TO DO | Of the entries below, restate word for word only the section that runs from the line with "left after the cursor" to the line with "read_i8 -> i8;", counting both ends.

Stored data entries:

--

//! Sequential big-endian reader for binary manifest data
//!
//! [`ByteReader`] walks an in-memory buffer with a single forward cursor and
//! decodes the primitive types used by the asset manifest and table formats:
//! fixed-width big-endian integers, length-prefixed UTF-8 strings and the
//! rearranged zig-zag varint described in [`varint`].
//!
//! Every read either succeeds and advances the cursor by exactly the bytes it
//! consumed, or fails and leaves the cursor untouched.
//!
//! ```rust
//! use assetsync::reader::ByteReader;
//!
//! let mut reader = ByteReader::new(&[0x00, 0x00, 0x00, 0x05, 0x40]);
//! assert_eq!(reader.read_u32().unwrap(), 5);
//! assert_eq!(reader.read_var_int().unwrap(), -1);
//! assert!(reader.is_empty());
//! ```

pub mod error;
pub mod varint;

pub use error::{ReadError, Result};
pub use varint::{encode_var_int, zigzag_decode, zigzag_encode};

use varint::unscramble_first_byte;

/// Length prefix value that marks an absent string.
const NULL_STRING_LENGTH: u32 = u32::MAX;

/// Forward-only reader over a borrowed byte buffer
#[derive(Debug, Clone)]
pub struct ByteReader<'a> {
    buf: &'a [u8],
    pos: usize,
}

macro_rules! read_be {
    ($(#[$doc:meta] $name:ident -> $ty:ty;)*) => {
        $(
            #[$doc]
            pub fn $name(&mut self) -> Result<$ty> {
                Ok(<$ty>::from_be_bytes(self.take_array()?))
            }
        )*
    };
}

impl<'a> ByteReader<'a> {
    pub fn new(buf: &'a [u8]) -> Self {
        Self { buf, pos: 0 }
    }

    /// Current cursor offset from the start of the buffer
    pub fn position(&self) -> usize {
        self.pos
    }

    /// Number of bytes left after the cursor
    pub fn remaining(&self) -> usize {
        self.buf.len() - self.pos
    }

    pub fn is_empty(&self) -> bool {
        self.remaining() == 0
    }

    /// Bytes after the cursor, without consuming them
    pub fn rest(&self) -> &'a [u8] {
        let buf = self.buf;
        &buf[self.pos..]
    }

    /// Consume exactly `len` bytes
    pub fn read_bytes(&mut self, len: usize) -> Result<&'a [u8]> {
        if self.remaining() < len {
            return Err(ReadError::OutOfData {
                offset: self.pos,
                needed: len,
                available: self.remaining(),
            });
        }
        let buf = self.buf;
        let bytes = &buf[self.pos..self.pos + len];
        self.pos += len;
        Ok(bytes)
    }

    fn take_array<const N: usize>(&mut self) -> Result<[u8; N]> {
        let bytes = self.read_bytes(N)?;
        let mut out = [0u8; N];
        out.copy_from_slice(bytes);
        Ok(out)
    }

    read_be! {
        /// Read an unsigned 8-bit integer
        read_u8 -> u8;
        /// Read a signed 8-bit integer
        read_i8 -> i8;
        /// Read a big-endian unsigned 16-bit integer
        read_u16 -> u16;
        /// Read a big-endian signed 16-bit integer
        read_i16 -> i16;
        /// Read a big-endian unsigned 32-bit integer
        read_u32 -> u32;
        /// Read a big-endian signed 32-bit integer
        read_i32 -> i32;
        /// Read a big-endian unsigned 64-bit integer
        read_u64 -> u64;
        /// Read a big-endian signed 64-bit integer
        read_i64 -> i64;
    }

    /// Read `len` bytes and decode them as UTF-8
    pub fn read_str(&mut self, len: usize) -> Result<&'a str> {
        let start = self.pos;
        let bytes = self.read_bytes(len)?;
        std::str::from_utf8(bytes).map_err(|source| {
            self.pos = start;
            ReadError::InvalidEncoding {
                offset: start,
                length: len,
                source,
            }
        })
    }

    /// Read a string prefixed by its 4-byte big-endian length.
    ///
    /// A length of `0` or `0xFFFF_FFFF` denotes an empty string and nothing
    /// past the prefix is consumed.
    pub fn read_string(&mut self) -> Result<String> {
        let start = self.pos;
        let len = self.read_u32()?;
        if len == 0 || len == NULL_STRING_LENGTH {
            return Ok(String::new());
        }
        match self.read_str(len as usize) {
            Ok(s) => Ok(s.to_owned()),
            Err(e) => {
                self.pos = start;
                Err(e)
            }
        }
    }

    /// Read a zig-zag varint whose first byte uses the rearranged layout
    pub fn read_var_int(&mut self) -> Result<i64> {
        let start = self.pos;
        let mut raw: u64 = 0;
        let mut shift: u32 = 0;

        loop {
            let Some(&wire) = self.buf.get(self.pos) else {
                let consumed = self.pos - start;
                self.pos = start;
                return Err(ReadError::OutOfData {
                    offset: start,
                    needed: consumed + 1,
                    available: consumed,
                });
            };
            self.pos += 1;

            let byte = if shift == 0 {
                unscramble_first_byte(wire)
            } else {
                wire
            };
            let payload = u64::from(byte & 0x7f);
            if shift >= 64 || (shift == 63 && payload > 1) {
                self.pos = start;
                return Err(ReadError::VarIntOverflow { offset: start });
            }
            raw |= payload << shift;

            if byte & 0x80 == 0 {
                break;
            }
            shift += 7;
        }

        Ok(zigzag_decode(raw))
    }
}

--

RESPONSE AREA |
    /// Number of bytes left after the cursor
    pub fn remaining(&self) -> usize {
        self.buf.len() - self.pos
    }

    pub fn is_empty(&self) -> bool {
        self.remaining() == 0
    }

    /// Bytes after the cursor, without consuming them
    pub fn rest(&self) -> &'a [u8] {
        let buf = self.buf;
        &buf[self.pos..]
    }

    /// Consume exactly `len` bytes
    pub fn read_bytes(&mut self, len: usize) -> Result<&'a [u8]> {
        if self.remaining() < len {
            return Err(ReadError::OutOfData {
                offset: self.pos,
                needed: len,
                available: self.remaining(),
            });
        }
        let buf = self.buf;
        let bytes = &buf[self.pos..self.pos + len];
        self.pos += len;
        Ok(bytes)
    }

    fn take_array<const N: usize>(&mut self) -> Result<[u8; N]> {
        let bytes = self.read_bytes(N)?;
        let mut out = [0u8; N];
        out.copy_from_slice(bytes);
        Ok(out)
    }

    read_be! {
        /// Read an unsigned 8-bit integer
        read_u8 -> u8;
        /// Read a signed 8-bit integer
        read_i8 -> i8;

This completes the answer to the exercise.